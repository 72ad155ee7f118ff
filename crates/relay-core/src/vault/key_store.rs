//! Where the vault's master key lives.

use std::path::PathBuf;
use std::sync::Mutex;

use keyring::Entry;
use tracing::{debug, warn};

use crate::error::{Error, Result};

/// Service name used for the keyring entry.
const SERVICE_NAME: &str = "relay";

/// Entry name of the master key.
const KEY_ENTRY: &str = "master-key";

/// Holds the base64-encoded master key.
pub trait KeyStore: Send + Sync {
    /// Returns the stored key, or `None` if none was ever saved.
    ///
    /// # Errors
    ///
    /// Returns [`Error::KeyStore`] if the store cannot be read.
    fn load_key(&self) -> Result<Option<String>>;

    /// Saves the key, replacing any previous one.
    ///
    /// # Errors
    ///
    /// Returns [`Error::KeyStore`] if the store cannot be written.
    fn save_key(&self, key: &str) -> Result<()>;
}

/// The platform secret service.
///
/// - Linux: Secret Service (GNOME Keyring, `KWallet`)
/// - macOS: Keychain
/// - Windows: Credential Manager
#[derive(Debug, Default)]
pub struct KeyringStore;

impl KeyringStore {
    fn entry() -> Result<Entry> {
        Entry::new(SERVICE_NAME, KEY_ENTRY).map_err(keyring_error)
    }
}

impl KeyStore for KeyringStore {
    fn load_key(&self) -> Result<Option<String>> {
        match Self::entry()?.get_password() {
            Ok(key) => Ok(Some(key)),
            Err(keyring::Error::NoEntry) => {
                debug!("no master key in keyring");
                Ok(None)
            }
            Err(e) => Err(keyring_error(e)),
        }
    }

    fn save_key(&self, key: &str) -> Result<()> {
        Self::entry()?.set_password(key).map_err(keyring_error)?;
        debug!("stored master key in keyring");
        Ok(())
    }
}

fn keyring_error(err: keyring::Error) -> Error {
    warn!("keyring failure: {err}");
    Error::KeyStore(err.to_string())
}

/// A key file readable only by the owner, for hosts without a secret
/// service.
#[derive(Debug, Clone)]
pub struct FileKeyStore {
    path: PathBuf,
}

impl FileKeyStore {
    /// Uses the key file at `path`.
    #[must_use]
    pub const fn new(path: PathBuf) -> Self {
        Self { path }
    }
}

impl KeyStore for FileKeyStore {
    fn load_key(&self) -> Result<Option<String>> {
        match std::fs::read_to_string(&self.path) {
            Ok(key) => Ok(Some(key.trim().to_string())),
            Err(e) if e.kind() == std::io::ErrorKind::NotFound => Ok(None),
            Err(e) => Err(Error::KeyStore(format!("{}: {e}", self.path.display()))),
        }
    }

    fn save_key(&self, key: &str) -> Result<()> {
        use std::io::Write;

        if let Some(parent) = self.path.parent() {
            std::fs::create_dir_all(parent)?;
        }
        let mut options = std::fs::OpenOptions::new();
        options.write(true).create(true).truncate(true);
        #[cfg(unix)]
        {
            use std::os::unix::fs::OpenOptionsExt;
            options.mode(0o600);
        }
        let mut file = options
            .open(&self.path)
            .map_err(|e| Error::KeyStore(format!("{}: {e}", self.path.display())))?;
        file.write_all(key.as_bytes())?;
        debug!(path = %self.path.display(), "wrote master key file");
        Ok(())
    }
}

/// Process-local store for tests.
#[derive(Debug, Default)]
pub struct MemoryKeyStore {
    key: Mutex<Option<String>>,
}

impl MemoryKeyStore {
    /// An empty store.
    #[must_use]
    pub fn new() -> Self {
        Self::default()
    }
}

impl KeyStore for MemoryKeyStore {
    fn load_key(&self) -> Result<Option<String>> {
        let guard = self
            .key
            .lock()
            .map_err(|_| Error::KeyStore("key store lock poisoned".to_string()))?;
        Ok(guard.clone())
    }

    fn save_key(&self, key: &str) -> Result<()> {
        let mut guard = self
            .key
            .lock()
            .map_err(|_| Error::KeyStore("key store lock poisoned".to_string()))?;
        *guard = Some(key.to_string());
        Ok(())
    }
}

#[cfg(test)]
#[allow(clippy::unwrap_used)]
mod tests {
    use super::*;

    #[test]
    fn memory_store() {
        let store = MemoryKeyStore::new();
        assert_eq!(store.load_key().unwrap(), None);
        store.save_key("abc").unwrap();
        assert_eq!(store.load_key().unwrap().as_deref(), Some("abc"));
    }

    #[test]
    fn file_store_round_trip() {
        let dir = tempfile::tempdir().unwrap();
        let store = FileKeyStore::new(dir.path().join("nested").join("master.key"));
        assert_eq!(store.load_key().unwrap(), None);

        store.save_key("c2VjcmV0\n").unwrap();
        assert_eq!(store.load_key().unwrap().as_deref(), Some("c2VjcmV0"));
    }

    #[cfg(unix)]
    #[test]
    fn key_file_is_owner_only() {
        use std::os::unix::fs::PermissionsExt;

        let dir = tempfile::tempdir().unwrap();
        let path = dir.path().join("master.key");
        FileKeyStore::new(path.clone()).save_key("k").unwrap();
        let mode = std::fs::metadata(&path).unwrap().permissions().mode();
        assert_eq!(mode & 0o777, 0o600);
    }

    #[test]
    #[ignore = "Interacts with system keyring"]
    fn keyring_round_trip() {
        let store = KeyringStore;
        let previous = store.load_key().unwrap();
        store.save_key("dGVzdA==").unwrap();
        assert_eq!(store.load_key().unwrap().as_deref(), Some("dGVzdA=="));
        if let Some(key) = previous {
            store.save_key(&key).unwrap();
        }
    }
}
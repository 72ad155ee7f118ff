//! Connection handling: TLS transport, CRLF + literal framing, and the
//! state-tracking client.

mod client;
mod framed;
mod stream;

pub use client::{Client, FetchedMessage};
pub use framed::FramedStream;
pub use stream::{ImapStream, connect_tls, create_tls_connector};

========

• **Task description**:
Print the listing in full, exactly as given.

• **The answer**:
repository 72ad155ee7f118ff
filename crates/relay-core/src/vault/key_store.rs
//! Where the vault's master key lives.

use std::path::PathBuf;
use std::sync::Mutex;

use keyring::Entry;
use tracing::{debug, warn};

use crate::error::{Error, Result};

/// Service name used for the keyring entry.
const SERVICE_NAME: &str = "relay";

/// Entry name of the master key.
const KEY_ENTRY: &str = "master-key";

/// Holds the base64-encoded master key.
pub trait KeyStore: Send + Sync {
    /// Returns the stored key, or `None` if none was ever saved.
    ///
    /// # Errors
    ///
    /// Returns [`Error::KeyStore`] if the store cannot be read.
    fn load_key(&self) -> Result<Option<String>>;

    /// Saves the key, replacing any previous one.
    ///
    /// # Errors
    ///
    /// Returns [`Error::KeyStore`] if the store cannot be written.
    fn save_key(&self, key: &str) -> Result<()>;
}

/// The platform secret service.
///
/// - Linux: Secret Service (GNOME Keyring, `KWallet`)
/// - macOS: Keychain
/// - Windows: Credential Manager
#[derive(Debug, Default)]
pub struct KeyringStore;

impl KeyringStore {
    fn entry() -> Result<Entry> {
        Entry::new(SERVICE_NAME, KEY_ENTRY).map_err(keyring_error)
    }
}

impl KeyStore for KeyringStore {
    fn load_key(&self) -> Result<Option<String>> {
        match Self::entry()?.get_password() {
            Ok(key) => Ok(Some(key)),
            Err(keyring::Error::NoEntry) => {
                debug!("no master key in keyring");
                Ok(None)
            }
            Err(e) => Err(keyring_error(e)),
        }
    }

    fn save_key(&self, key: &str) -> Result<()> {
        Self::entry()?.set_password(key).map_err(keyring_error)?;
        debug!("stored master key in keyring");
        Ok(())
    }
}

fn keyring_error(err: keyring::Error) -> Error {
    warn!("keyring failure: {err}");
    Error::KeyStore(err.to_string())
}

/// A key file readable only by the owner, for hosts without a secret
/// service.
#[derive(Debug, Clone)]
pub struct FileKeyStore {
    path: PathBuf,
}

impl FileKeyStore {
    /// Uses the key file at `path`.
    #[must_use]
    pub const fn new(path: PathBuf) -> Self {
        Self { path }
    }
}

impl KeyStore for FileKeyStore {
    fn load_key(&self) -> Result<Option<String>> {
        match std::fs::read_to_string(&self.path) {
            Ok(key) => Ok(Some(key.trim().to_string())),
            Err(e) if e.kind() == std::io::ErrorKind::NotFound => Ok(None),
            Err(e) => Err(Error::KeyStore(format!("{}: {e}", self.path.display()))),
        }
    }

    fn save_key(&self, key: &str) -> Result<()> {
        use std::io::Write;

        if let Some(parent) = self.path.parent() {
            std::fs::create_dir_all(parent)?;
        }
        let mut options = std::fs::OpenOptions::new();
        options.write(true).create(true).truncate(true);
        #[cfg(unix)]
        {
            use std::os::unix::fs::OpenOptionsExt;
            options.mode(0o600);
        }
        let mut file = options
            .open(&self.path)
            .map_err(|e| Error::KeyStore(format!("{}: {e}", self.path.display())))?;
        file.write_all(key.as_bytes())?;
        debug!(path = %self.path.display(), "wrote master key file");
        Ok(())
    }
}

/// Process-local store for tests.
#[derive(Debug, Default)]
pub struct MemoryKeyStore {
    key: Mutex<Option<String>>,
}

impl MemoryKeyStore {
    /// An empty store.
    #[must_use]
    pub fn new() -> Self {
        Self::default()
    }
}

impl KeyStore for MemoryKeyStore {
    fn load_key(&self) -> Result<Option<String>> {
        let guard = self
            .key
            .lock()
            .map_err(|_| Error::KeyStore("key store lock poisoned".to_string()))?;
        Ok(guard.clone())
    }

    fn save_key(&self, key: &str) -> Result<()> {
        let mut guard = self
            .key
            .lock()
            .map_err(|_| Error::KeyStore("key store lock poisoned".to_string()))?;
        *guard = Some(key.to_string());
        Ok(())
    }
}

#[cfg(test)]
#[allow(clippy::unwrap_used)]
mod tests {
    use super::*;

    #[test]
    fn memory_store() {
        let store = MemoryKeyStore::new();
        assert_eq!(store.load_key().unwrap(), None);
        store.save_key("abc").unwrap();
        assert_eq!(store.load_key().unwrap().as_deref(), Some("abc"));
    }

    #[test]
    fn file_store_round_trip() {
        let dir = tempfile::tempdir().unwrap();
        let store = FileKeyStore::new(dir.path().join("nested").join("master.key"));
        assert_eq!(store.load_key().unwrap(), None);

        store.save_key("c2VjcmV0\n").unwrap();
        assert_eq!(store.load_key().unwrap().as_deref(), Some("c2VjcmV0"));
    }

    #[cfg(unix)]
    #[test]
    fn key_file_is_owner_only() {
        use std::os::unix::fs::PermissionsExt;

        let dir = tempfile::tempdir().unwrap();
        let path = dir.path().join("master.key");
        FileKeyStore::new(path.clone()).save_key("k").unwrap();
        let mode = std::fs::metadata(&path).unwrap().permissions().mode();
        assert_eq!(mode & 0o777, 0o600);
    }

    #[test]
    #[ignore = "Interacts with system keyring"]
    fn keyring_round_trip() {
        let store = KeyringStore;
        let previous = store.load_key().unwrap();
        store.save_key("dGVzdA==").unwrap();
        assert_eq!(store.load_key().unwrap().as_deref(), Some("dGVzdA=="));
        if let Some(key) = previous {
            store.save_key(&key).unwrap();
        }
    }
}
repository 72ad155ee7f118ff
//! Connection handling: TLS transport, CRLF + literal framing, and the
//! state-tracking client.

mod client;
mod framed;
mod stream;

pub use client::{Client, FetchedMessage};
pub use framed::FramedStream;
pub use stream::{ImapStream, connect_tls, create_tls_connector};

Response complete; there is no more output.